*** Opening Dataset records ***

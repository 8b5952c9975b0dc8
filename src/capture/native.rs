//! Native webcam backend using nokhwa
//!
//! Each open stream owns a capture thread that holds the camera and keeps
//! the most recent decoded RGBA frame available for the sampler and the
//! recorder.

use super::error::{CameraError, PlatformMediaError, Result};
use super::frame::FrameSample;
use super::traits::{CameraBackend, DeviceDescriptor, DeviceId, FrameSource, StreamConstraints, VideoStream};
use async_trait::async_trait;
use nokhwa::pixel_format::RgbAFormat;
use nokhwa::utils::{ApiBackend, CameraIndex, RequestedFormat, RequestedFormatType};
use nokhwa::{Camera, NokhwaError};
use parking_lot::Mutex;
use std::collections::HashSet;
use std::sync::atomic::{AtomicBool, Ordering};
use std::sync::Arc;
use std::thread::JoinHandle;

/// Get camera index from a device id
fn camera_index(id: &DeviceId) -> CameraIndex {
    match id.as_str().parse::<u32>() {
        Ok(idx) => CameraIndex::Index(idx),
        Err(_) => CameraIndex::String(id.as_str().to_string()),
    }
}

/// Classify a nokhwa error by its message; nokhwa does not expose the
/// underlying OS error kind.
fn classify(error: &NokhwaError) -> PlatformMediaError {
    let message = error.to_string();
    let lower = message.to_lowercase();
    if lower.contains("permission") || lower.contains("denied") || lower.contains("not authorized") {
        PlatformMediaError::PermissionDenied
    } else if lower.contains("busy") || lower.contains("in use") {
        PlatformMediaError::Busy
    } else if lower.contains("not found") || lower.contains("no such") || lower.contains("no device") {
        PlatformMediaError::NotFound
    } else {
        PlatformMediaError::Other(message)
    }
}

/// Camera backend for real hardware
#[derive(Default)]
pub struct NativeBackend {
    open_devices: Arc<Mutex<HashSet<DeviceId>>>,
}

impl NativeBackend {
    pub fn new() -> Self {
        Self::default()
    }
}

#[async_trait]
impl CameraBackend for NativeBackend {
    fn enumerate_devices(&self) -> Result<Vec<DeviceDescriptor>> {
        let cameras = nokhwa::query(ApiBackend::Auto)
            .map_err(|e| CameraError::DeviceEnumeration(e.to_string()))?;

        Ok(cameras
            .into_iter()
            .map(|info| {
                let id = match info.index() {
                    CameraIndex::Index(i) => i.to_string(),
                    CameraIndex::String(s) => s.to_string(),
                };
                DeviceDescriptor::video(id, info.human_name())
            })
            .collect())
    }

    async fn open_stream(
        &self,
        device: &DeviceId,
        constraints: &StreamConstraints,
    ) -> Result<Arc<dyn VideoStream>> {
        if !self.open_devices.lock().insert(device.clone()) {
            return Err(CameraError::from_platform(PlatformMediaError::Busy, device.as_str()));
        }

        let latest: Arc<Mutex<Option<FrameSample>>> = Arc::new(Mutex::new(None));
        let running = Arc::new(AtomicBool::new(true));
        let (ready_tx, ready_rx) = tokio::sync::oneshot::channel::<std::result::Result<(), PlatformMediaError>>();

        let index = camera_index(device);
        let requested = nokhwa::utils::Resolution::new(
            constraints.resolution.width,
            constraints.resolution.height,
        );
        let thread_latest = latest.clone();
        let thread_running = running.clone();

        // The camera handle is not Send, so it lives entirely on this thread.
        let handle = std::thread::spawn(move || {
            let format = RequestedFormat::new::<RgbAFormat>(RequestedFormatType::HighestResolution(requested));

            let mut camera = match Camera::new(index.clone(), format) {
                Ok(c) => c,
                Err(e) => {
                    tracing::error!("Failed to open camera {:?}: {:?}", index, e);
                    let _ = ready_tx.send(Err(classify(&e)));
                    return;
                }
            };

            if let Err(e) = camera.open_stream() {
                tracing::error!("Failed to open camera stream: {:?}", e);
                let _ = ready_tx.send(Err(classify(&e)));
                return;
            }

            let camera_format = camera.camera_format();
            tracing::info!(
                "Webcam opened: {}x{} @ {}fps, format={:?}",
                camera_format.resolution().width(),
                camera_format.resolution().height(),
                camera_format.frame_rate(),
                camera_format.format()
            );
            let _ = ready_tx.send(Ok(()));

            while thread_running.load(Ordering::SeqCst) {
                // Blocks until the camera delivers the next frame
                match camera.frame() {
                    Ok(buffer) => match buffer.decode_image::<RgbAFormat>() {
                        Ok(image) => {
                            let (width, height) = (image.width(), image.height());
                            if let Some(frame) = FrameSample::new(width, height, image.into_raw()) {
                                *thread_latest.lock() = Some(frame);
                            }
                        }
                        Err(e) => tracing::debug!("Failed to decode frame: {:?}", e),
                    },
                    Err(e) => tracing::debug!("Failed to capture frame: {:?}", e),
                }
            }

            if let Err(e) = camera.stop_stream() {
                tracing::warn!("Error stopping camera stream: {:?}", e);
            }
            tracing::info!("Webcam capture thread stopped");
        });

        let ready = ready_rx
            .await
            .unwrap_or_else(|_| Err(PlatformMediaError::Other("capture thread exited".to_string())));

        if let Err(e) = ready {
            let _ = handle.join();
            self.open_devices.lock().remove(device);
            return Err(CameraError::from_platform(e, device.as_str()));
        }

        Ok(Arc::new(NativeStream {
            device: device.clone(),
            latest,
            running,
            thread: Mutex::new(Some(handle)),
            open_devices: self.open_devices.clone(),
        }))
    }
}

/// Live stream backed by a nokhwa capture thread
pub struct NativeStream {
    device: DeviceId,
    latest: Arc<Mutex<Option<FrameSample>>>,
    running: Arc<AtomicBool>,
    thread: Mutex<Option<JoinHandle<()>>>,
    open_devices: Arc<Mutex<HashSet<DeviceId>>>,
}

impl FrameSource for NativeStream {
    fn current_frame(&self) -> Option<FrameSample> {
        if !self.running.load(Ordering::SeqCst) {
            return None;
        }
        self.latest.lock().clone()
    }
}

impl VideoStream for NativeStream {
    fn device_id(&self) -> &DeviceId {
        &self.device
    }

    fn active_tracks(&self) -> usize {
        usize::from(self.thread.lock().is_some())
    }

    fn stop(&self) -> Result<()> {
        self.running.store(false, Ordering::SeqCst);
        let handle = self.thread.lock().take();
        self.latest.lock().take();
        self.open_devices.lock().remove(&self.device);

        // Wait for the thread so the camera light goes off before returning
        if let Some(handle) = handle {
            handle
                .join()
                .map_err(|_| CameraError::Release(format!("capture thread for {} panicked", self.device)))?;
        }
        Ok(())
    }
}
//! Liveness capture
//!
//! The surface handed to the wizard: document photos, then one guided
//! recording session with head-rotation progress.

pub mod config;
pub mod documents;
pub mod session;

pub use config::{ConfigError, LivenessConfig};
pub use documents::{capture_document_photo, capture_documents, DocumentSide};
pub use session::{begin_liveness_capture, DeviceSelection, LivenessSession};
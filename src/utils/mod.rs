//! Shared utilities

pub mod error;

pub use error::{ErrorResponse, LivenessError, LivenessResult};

*** Closing Dataset records ***

#### About this exercise:
For every line of the records above that holds the word "Ordering", count one, and state the total only.

#### Answer box:
4